In Salem, December 5 has been celebrated as krampusnacht more often than St. Nicholas’s Eve over the past few years, but I’m following up on a post about the latter today. I want to connect the forerunner of Santa Klaus to pawnbrokers, through the symbolism of three golden balls. This is not an original association, but a reader referenced it several years ago, and I always wanted to connect the dots, so this day seems like a perfect time to do it! I think that the traditional pawnbrokers’ sign of three golden balls attached to a (straight or curved) bar is recognized universally in the west, or at least in Europe: here’s a John Crowther watercolor of Aldersgate Street in London in 1886 with both a traditional symbolic trade sign and a sign of the trade sign, and a photograph from Jeremiah’s Vanishing New York of an old pawnbroker’s sign that is apparently about to vanish—it might be already gone.
John Crowther, Aldersgate Street, London, 1886, Guildhall Library; the trade signs of the defunct S&G Gross Pawnbrokers in New York City from Vanishing New York.
Nearly everyone traces the origins of the three balls back to the Medici family for several reasons: the Medici crest features balls (palle) prominently, their financial roles in Renaissance Europe, which can somehow (not at all clear to me) serve as a predecessor for pawnbroking, and the fact that they were Italian, like the Lombards who became the first Christian moneylenders in medieval Europe, when usury (charging interest for a loan of money) was expressly against canon law. There is also an old yarn about a monster, Charlemagne, and the balls representing defensive dings in a shield, adopted by the Medici as proof of their valor, but I don’t think I need to delve too deeply into that tale. The Medici had as many as twelve balls on their crests before the fifteenth century, when they finally settled on six. Not three.
The Medici Crest with its distinctive six palle on the leaf of a 15th Century MS of Propertius, Elegies, Oxford University Bodleian Library MS Canon. Class. Lat 31.
Paolo Veneziano, The Charity of St. Nicholas, 1430-45, Galleria degli Uffizi; Girolamo Macchietti, The Charity of St. Nicholas of Bari, c. 1555-1560; National Gallery of Art, London; Taddeo Crivelli, St. Nicholas, 1469, J. Paul Getty Museum; Sebald Beham, Saint Nicholas, National Gallery of Art, Washington, D.C.

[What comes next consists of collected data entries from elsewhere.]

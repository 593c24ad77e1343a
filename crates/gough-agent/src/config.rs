//! Agent configuration from environment variables.

use std::path::PathBuf;

/// Agent configuration.
///
/// All knobs come from `GOUGH_*` environment variables; the state
/// directory holds the host key, cached CA public key, and token file.
#[derive(Debug, Clone)]
pub struct AgentConfig {
    /// Base URL of the management server.
    pub management_server: String,
    /// One-time enrollment key; only needed until first enrollment.
    pub enrollment_key: Option<String>,
    /// TCP port of the reverse-SSH server.
    pub rssh_port: u16,
    /// Seconds between heartbeats; the server may override at enrollment.
    pub heartbeat_interval_s: u64,
    /// Whether to verify the management server's TLS certificate.
    pub verify_ssl: bool,
    /// State directory for `host_key`, `tokens.json`, and `ca.pub`.
    pub state_dir: PathBuf,
    /// Run sessions as root when the principal has no local account.
    /// Default deny.
    pub allow_root_fallback: bool,
}

impl AgentConfig {
    /// Load the configuration.
    ///
    /// # Errors
    ///
    /// Returns a message naming the missing variable; startup treats this
    /// as fatal (exit code 1).
    pub fn from_env() -> Result<Self, String> {
        let management_server = std::env::var("GOUGH_MANAGEMENT_SERVER")
            .map_err(|_| "GOUGH_MANAGEMENT_SERVER is required".to_string())?;

        let rssh_port = match std::env::var("GOUGH_RSSH_PORT") {
            Ok(value) => value
                .parse()
                .map_err(|_| format!("invalid GOUGH_RSSH_PORT: {value}"))?,
            Err(_) => 2222,
        };
        let heartbeat_interval_s = match std::env::var("GOUGH_HEARTBEAT_INTERVAL") {
            Ok(value) => value
                .parse()
                .map_err(|_| format!("invalid GOUGH_HEARTBEAT_INTERVAL: {value}"))?,
            Err(_) => 30,
        };

        Ok(Self {
            management_server: management_server.trim_end_matches('/').to_string(),
            enrollment_key: std::env::var("GOUGH_ENROLLMENT_KEY").ok(),
            rssh_port,
            heartbeat_interval_s,
            verify_ssl: std::env::var("GOUGH_VERIFY_SSL")
                .map(|v| v != "false" && v != "0")
                .unwrap_or(true),
            state_dir: std::env::var("GOUGH_STATE_DIR")
                .map(PathBuf::from)
                .unwrap_or_else(|_| PathBuf::from("/var/lib/gough-agent")),
            allow_root_fallback: std::env::var("GOUGH_ALLOW_ROOT_FALLBACK")
                .map(|v| v == "true" || v == "1")
                .unwrap_or(false),
        })
    }

    /// Path of the persisted reverse-SSH host key.
    #[must_use]
    pub fn host_key_file(&self) -> PathBuf {
        self.state_dir.join("host_key")
    }

    /// Path of the persisted token file.
    #[must_use]
    pub fn token_file(&self) -> PathBuf {
        self.state_dir.join("tokens.json")
    }

    /// Path of the cached CA public key.
    #[must_use]
    pub fn ca_key_file(&self) -> PathBuf {
        self.state_dir.join("ca.pub")
    }
}

#[cfg(test)]
mod tests {
    use super::*;

    #[test]
    fn state_paths() {
        let config = AgentConfig {
            management_server: "https://gough.example.com".to_string(),
            enrollment_key: None,
            rssh_port: 2222,
            heartbeat_interval_s: 30,
            verify_ssl: true,
            state_dir: PathBuf::from("/var/lib/gough-agent"),
            allow_root_fallback: false,
        };
        assert_eq!(
            config.host_key_file(),
            PathBuf::from("/var/lib/gough-agent/host_key")
        );
        assert_eq!(
            config.token_file(),
            PathBuf::from("/var/lib/gough-agent/tokens.json")
        );
        assert_eq!(
            config.ca_key_file(),
            PathBuf::from("/var/lib/gough-agent/ca.pub")
        );
    }
}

This same period is also one in which public institutional charitable funds emerged, first the famous Monte delle doti, which enabled Florentine fathers to invest in the city’s public-funded debt and ensure a sufficient dowry when their daughters were of marriageable age, and later in the fifteenth century the Monte di pietà, a form of public-administered pawnbroking designed to provide an alternative to avaricious private moneylending. The Florentine state, and other states as well, were quite willing to engage in official lending, especially if it could finance its public debt and alleviate a pressing social concern at the same time. With its system of collateralized lending and low interest rates, the Monte di pietà, in particular, represented a beneficial Christian form of lending in contrast to the old Lombard system, inspired and reflected by all those images of the three-ball-bearing St. Nicholas, who eventually became the patron saint of pawnbrokers.
Coat of St. Nicholas on the Christ Church gate of Canterbury Cathedral, @Neil Holmes; Leslie Jones photograph of Boston pawn shop signs in the 1920s, Boston Public Library.